--- Entries shown Enclosed Below ---

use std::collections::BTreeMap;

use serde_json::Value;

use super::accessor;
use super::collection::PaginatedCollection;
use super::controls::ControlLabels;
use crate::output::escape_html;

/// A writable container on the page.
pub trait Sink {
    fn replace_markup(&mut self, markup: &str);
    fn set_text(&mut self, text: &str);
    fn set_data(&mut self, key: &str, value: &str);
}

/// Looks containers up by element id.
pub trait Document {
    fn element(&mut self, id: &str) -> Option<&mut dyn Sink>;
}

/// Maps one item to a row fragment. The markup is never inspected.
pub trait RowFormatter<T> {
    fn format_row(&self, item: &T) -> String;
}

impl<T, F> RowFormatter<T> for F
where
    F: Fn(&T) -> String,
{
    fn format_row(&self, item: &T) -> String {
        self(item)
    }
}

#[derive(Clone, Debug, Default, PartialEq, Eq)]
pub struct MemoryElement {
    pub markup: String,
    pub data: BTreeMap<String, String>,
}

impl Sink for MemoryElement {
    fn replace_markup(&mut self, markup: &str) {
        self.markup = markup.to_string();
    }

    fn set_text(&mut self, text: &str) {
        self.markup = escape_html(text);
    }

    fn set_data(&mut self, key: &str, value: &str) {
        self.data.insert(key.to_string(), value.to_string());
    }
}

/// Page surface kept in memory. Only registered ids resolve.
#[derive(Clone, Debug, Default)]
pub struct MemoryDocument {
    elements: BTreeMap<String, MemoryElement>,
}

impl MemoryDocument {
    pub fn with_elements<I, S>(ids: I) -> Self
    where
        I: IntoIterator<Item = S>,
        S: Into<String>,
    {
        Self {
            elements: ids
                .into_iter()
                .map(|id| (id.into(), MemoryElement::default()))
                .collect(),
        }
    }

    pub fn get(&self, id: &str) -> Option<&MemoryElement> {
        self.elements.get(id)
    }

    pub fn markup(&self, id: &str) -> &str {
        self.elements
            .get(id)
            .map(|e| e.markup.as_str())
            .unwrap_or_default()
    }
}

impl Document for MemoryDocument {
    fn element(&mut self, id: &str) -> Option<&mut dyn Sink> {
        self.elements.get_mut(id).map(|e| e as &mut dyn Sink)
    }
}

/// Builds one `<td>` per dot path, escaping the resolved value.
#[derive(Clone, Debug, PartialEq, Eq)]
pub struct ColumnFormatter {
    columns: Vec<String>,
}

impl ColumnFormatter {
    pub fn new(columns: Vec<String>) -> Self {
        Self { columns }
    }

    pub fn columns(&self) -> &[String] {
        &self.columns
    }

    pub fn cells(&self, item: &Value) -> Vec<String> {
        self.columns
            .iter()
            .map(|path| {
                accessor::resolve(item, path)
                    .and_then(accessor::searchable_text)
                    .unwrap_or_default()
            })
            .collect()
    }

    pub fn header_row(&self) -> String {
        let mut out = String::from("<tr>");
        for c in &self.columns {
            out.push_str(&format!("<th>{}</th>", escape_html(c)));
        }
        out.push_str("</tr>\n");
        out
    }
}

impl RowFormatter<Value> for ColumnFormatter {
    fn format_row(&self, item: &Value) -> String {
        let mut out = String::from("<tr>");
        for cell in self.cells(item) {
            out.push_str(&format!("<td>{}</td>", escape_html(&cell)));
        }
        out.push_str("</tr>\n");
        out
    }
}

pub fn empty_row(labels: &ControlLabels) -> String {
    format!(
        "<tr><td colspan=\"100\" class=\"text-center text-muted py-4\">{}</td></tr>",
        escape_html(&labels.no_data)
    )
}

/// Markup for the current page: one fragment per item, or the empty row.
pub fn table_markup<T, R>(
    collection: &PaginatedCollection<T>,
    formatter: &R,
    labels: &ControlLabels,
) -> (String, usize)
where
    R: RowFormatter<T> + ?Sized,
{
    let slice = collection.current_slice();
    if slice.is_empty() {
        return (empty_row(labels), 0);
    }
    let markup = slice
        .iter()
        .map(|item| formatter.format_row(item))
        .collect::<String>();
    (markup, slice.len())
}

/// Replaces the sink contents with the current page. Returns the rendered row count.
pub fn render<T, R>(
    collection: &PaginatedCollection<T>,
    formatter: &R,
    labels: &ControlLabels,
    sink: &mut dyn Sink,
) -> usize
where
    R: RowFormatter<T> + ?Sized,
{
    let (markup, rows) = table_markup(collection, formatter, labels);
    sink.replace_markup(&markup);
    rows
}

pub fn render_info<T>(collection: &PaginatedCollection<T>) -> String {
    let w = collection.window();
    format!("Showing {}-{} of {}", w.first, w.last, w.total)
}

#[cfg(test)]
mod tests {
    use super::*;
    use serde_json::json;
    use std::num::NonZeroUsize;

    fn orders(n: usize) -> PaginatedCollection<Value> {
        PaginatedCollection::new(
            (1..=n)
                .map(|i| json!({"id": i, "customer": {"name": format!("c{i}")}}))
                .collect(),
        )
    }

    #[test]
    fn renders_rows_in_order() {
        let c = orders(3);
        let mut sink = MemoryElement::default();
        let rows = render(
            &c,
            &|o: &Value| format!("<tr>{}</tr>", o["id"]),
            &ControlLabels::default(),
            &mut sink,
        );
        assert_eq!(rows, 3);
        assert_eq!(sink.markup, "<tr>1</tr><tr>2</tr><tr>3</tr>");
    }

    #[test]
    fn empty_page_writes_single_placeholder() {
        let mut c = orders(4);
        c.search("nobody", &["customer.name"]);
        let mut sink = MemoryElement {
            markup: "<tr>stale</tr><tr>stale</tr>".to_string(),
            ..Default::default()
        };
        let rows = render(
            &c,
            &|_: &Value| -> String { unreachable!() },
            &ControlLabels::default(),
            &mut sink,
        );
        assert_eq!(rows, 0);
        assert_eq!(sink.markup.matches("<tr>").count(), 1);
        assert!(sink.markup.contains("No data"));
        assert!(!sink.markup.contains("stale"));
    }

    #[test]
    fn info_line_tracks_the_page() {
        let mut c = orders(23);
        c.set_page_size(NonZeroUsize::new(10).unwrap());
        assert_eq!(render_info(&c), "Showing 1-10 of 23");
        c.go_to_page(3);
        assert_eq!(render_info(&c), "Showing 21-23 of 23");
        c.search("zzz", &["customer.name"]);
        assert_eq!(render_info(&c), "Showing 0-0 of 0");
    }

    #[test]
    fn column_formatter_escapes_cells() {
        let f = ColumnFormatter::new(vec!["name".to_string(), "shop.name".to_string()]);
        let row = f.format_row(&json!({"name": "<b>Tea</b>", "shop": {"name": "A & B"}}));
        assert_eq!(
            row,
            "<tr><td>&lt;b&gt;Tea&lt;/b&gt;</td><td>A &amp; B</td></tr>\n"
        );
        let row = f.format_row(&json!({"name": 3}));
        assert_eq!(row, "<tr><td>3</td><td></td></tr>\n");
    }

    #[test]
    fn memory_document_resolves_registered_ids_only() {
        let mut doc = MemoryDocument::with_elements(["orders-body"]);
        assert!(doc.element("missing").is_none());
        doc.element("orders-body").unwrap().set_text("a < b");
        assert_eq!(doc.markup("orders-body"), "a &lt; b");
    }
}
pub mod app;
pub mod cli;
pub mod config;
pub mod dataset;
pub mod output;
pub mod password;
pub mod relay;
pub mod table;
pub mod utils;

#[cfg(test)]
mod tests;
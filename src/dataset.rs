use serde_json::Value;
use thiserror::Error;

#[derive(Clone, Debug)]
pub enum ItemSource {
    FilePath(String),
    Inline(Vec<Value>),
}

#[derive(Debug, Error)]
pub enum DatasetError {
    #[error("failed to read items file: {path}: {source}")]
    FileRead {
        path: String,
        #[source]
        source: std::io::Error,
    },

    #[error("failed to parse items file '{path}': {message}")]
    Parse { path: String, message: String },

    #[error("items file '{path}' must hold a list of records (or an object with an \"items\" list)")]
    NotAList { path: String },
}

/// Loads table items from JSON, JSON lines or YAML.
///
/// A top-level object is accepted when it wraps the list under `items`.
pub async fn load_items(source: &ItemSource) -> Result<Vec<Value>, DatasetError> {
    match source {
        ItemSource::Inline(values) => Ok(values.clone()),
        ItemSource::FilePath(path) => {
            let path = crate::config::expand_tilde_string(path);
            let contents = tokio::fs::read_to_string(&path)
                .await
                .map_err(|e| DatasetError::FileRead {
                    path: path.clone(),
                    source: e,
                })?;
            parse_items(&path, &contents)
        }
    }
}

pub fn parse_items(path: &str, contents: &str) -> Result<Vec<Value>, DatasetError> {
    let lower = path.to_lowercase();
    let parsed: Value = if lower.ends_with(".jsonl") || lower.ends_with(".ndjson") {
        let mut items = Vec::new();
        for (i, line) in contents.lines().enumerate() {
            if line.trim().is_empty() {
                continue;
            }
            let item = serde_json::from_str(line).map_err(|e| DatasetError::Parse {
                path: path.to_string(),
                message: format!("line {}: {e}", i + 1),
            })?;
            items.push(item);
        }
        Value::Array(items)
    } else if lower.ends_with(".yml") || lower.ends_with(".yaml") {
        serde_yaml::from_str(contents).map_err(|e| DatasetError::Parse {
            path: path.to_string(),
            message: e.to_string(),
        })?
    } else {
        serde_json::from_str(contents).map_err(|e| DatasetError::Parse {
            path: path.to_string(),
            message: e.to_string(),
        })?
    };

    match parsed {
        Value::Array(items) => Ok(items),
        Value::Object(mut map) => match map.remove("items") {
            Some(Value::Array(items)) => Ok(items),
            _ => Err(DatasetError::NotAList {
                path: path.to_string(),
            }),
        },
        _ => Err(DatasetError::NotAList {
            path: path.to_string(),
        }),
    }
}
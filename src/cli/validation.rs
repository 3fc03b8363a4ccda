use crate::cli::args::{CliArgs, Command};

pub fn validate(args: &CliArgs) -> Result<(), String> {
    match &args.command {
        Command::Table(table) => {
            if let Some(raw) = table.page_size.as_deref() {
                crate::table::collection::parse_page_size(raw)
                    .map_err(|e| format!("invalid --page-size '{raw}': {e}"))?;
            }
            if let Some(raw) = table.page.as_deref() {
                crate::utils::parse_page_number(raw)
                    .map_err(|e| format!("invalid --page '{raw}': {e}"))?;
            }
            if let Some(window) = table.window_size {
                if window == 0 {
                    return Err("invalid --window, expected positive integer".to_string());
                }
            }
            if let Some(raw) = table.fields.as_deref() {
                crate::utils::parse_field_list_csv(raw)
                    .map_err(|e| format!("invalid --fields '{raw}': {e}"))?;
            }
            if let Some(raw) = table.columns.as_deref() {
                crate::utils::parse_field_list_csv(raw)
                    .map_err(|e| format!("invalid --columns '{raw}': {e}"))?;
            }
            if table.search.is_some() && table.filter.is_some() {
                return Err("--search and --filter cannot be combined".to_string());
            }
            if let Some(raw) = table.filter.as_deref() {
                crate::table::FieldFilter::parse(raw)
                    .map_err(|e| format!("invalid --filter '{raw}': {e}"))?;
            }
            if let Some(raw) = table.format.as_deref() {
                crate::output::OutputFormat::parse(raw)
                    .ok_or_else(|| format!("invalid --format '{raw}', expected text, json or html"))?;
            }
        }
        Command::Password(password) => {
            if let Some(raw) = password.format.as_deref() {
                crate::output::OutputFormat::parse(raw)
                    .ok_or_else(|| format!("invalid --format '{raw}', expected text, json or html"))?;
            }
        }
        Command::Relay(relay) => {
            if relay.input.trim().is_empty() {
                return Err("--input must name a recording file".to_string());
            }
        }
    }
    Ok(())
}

--- End of Enclosed Entries shown ---

## Exercise brief
All lines with the string "crate" must be copied from the data.

## Solved exercise
use crate::output::escape_html;
            let path = crate::config::expand_tilde_string(path);
use crate::cli::args::{CliArgs, Command};
                crate::table::collection::parse_page_size(raw)
                crate::utils::parse_page_number(raw)
                crate::utils::parse_field_list_csv(raw)
                crate::utils::parse_field_list_csv(raw)
                crate::table::FieldFilter::parse(raw)
                crate::output::OutputFormat::parse(raw)
                crate::output::OutputFormat::parse(raw)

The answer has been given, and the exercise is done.